Event Driven Systems-Lessons from the Trenches

Siddharth
Sid’s Tech Cafe
Published in
4 min readFeb 18, 2024
Generated Image from Dall-E 3

There is no dearth of readings on Event Driven Architectures (EDA) in the context of DDD and Microservices with some great blogs by Martin Fowler & Mathias Verraes, in addition to some brilliant books and videos, courses etc. (No affiliation to any of these).

The idea for this post arose from a discussion in an internal ThoughtWorks technical chat thread on EDAs. It really made me think hard of the mistakes I have made in designing such systems.

However, just like any other technical concept, there are two phases of learning: one is reading and other is building. And both are critical to the process of learning and doing.
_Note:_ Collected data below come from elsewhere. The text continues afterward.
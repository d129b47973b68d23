//! Geocoding client
//!
//! Converts free-form address and place strings into candidate locations via
//! the geocode server's `findAddressCandidates` operation. Geocoding does not
//! require authentication.

use std::sync::Arc;

use async_trait::async_trait;
use domain::Coordinate;
use serde::Deserialize;
use serde_json::Value;
use tracing::{debug, instrument, warn};

use crate::config::LocationServicesConfig;
use crate::error::GeocodeError;
use crate::models::Candidate;
use crate::transport::{Transport, TransportRequest};

/// Optional search parameters
#[derive(Debug, Clone, Default, PartialEq)]
pub struct GeocodeOptions {
    /// Category filter, comma-separated (e.g. "POI" or "Museum,Landmark")
    pub category: Option<String>,
    /// Attribute fields to return (e.g. "PlaceName,Place_addr,Phone,URL")
    pub out_fields: Option<String>,
    /// Maximum number of candidates
    pub max_locations: Option<u32>,
    /// Location used to rank nearby candidates higher
    pub location: Option<Coordinate>,
}

impl GeocodeOptions {
    /// Options for a point-of-interest lookup with the usual display fields
    #[must_use]
    pub fn poi() -> Self {
        Self {
            category: Some("POI".to_string()),
            out_fields: Some("PlaceName,Place_addr,Phone,URL".to_string()),
            ..Self::default()
        }
    }
}

/// Trait for geocoding clients
#[async_trait]
pub trait Geocoder: Send + Sync {
    /// Find candidate locations for a free-text query
    ///
    /// An empty or blank query yields no candidates without contacting the
    /// service. An empty candidate list is a successful result.
    async fn geocode(
        &self,
        query: &str,
        options: &GeocodeOptions,
    ) -> Result<Vec<Candidate>, GeocodeError>;
}

/// Geocoding client for the `findAddressCandidates` operation
#[derive(Clone)]
pub struct GeocodingClient {
    transport: Arc<dyn Transport>,
    base_url: String,
}

impl std::fmt::Debug for GeocodingClient {
    fn fmt(&self, f: &mut std::fmt::Formatter<'_>) -> std::fmt::Result {
        f.debug_struct("GeocodingClient")
            .field("base_url", &self.base_url)
            .finish_non_exhaustive()
    }
}

impl GeocodingClient {
    /// Create a new geocoding client
    pub fn new(transport: Arc<dyn Transport>, config: &LocationServicesConfig) -> Self {
        Self {
            transport,
            base_url: config.geocode_url.trim_end_matches('/').to_string(),
        }
    }

    /// Issue one `findAddressCandidates` request
    ///
    /// Unlike [`Geocoder::geocode`], an empty `single_line` is sent as is;
    /// category and location searches rely on that.
    pub(crate) async fn find_candidates(
        &self,
        single_line: &str,
        options: &GeocodeOptions,
    ) -> Result<Vec<Candidate>, GeocodeError> {
        let url = format!("{}/findAddressCandidates", self.base_url);

        let mut request = TransportRequest::get(url)
            .param("f", "json")
            .param("singleLine", single_line);

        if let Some(category) = &options.category {
            request = request.param("category", category);
        }
        if let Some(out_fields) = &options.out_fields {
            request = request.param("outFields", out_fields);
        }
        if let Some(max) = options.max_locations {
            request = request.param("maxLocations", max.to_string());
        }
        if let Some(location) = options.location {
            request = request.param("location", location.to_string());
        }

        let value = self.transport.send(request).await?;
        let candidates = Self::parse_candidates(value)?;

        if candidates.is_empty() {
            warn!("No candidates found");
        }
        debug!(count = candidates.len(), "Candidates found");

        Ok(candidates)
    }

    /// Parse a `findAddressCandidates` response into candidates
    fn parse_candidates(value: Value) -> Result<Vec<Candidate>, GeocodeError> {
        let raw: RawFindResponse =
            serde_json::from_value(value).map_err(|e| GeocodeError::ParseError(e.to_string()))?;

        Ok(raw
            .candidates
            .into_iter()
            .map(Self::convert_candidate)
            .collect())
    }

    /// Convert a raw candidate, treating blank attributes as missing
    fn convert_candidate(raw: RawCandidate) -> Candidate {
        let attrs = raw.attributes;
        Candidate {
            place_name: non_empty(attrs.place_name),
            address: non_empty(attrs.place_addr).or_else(|| non_empty(raw.address)),
            phone: non_empty(attrs.phone),
            url: non_empty(attrs.url),
            place_type: non_empty(attrs.place_type),
            score: raw.score,
            location: Coordinate::new_unchecked(raw.location.x, raw.location.y),
        }
    }
}

#[async_trait]
impl Geocoder for GeocodingClient {
    #[instrument(skip(self, options))]
    async fn geocode(
        &self,
        query: &str,
        options: &GeocodeOptions,
    ) -> Result<Vec<Candidate>, GeocodeError> {
        let query = query.trim();
        if query.is_empty() {
            debug!("Nothing to search for");
            return Ok(Vec::new());
        }

        self.find_candidates(query, options).await
    }
}

fn non_empty(value: Option<String>) -> Option<String> {
    value.filter(|v| !v.trim().is_empty())
}

// --- Raw API response types for deserialization ---

#[derive(Debug, Deserialize)]
struct RawFindResponse {
    candidates: Vec<RawCandidate>,
}

#[derive(Debug, Deserialize)]
struct RawCandidate {
    address: Option<String>,
    location: RawPoint,
    score: Option<f64>,
    #[serde(default)]
    attributes: RawAttributes,
}

#[derive(Debug, Deserialize)]
struct RawPoint {
    x: f64,
    y: f64,
}

#[derive(Debug, Default, Deserialize)]
struct RawAttributes {
    #[serde(rename = "PlaceName")]
    place_name: Option<String>,
    #[serde(rename = "Place_addr")]
    place_addr: Option<String>,
    #[serde(rename = "Phone")]
    phone: Option<String>,
    #[serde(rename = "URL")]
    url: Option<String>,
    #[serde(rename = "Type")]
    place_type: Option<String>,
}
Digression: I have realized that “learning” as an activity unto itself is sometimes an escape hatch that I use to avoid the activities that cause Resistance, aka tasks that matter and need Action, but are psychologically perceived painful. I end up wasting time watching technical videos and reading blogs that make me feel productive, but are not in fact.

I was fortunate enough to get an opportunity to implement EDAs with one of my projects. It was a large scale & high traffic system with critical business data and stringent SLAs. In this post, I’ll skip the “Why” of adopting an asynchronous design and will rather share the “What”, “How” and “What Not” from the experience.
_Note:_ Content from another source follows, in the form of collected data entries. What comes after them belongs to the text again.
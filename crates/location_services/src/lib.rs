//! Location services client
//!
//! Geocoding, place search and routing against the ArcGIS World Geocoding
//! and World Route services, with client-credential token handling.
//!
//! # Architecture
//!
//! Every client sends its requests through a shared [`Transport`]
//! ([`HttpTransport`] in production). [`GeocodingClient`] and
//! [`PlaceSearchClient`] need no authentication. [`RoutingClient`] obtains an
//! access token from a shared [`CredentialHolder`] before each solve; the
//! holder caches the token and collapses concurrent refreshes into a single
//! token request.
//!
//! # Example
//!
//! ```rust,ignore
//! use std::sync::Arc;
//! use location_services::{
//!     CredentialHolder, HttpTransport, LocationServicesConfig, Router, RoutingClient, Transport,
//! };
//!
//! let config = LocationServicesConfig::default();
//! let transport: Arc<dyn Transport> = Arc::new(HttpTransport::new(&config)?);
//! let credentials = Arc::new(CredentialHolder::new(
//!     Arc::clone(&transport),
//!     client_id,
//!     client_secret,
//!     &config,
//! )?);
//! let router = RoutingClient::new(transport, credentials, &config);
//!
//! let directions = router.get_directions(&[]).await?; // default stops
//! ```

mod config;
mod credentials;
mod error;
mod geocoding;
mod models;
mod places;
mod routing;
mod transport;

pub use config::LocationServicesConfig;
pub use credentials::{AuthState, Credential, CredentialHolder};
pub use error::{AuthError, GeocodeError, RouteError, TransportError};
pub use geocoding::{GeocodeOptions, Geocoder, GeocodingClient};
pub use models::{Candidate, Directions, RouteStep, RouteSummary};
pub use places::{DEFAULT_CATEGORIES, DEFAULT_LIMIT, PLACE_OUT_FIELDS, PlaceFinder, PlaceSearchClient};
pub use routing::{Router, RoutingClient, default_stops};
pub use transport::{HttpTransport, Transport, TransportRequest};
This is a subjective post and I expect (and hope for) some disagreements from the readers.

Source: https://blog.ippon.tech/event-driven-architecture-getting-started-with-kafka-part-2
  1. Consider using Event Schemas to ensure their evolution is handled in a versioned way. On the other hand, avoid schemas if the variation of the types of commands/events is small.
  2. Consider Event Registries in advanced cases (e.g. when the types of events are in hundreds and the number of consumers is very high). The highly decoupled nature of event-driven systems can sometimes lead to reduced traceability of dependencies and event data flow graph. Registries act like book keepers of publisher/consumers contracts. But like point 1 above, it’s an overkill for less complex systems.
  3. Consider idempotency conditions, since Exactly Once semantics are not reliable. Kafka fans will tout its Exactly Once guarantees. However for critical processes involving financial or logistical systems, idempotency is a responsibility of the consumer systems. The CEO won’t be thrilled if double spending is commonplace, or if the same customer order is shipped twice.
  4. Consider side effects of eventual consistency across systems. In more complex cases, the systems need to behave transactionally and/or atomically. In such cases, the likes of Saga Pattern or Outbox Pattern could be useful. For a non-trivial & multi-step transactionality, a central orchestrator with an async workflow is a better fit (e.g. A complex Tax related workflow that combines automated, manual and batch operations). This opens the pandora’s box of the BPM tools. Use them at your own risk.
  5. Consider the eventuality of replaying events or commands— Sometimes systems reject events with incorrect acknowledgments and they may have to be re-sent. An event store that persists the event data and whether it succeeded or not could be useful. Most message brokers have this functionality inbuilt.
  6. Consider pull vs push model of event handling. (e.g. Kafka is pull based, while GCP Pub/Sub provides both). Pull based systems are good for more control & easy back pressure configuration (since the consumer dictates the rate of pulling messages), but it causes coupling between the broker and consumers, and a lot of onus falls upon the consumer.
    Push based brokers are more decoupled from consumers who only need to expose an API to the broker. But push based systems need rate limiting for effective back pressure. This adds some complexity, and any 429s may be treated as errors.
    In my experience, I have found Push Based model more reliable and robust.
  7. Consider retrying with Exponential Back-offs and configuring Dead Letter Topics/Queues (DLQs) as a default practice. Also have intelligent retry jobs from DLQ.
    This is a no brainer in any non-trivial EDA system, especially those with high throughput.
  8. Consider a business facing reporting functionality for the number of events received vs consumed vs failed. Most brokers provide this out of the box, along with alerting rules. In many cases a human intervention is imperative, and such reports are vital to make decisions. It saved our team’s time when we could present numbers to executives.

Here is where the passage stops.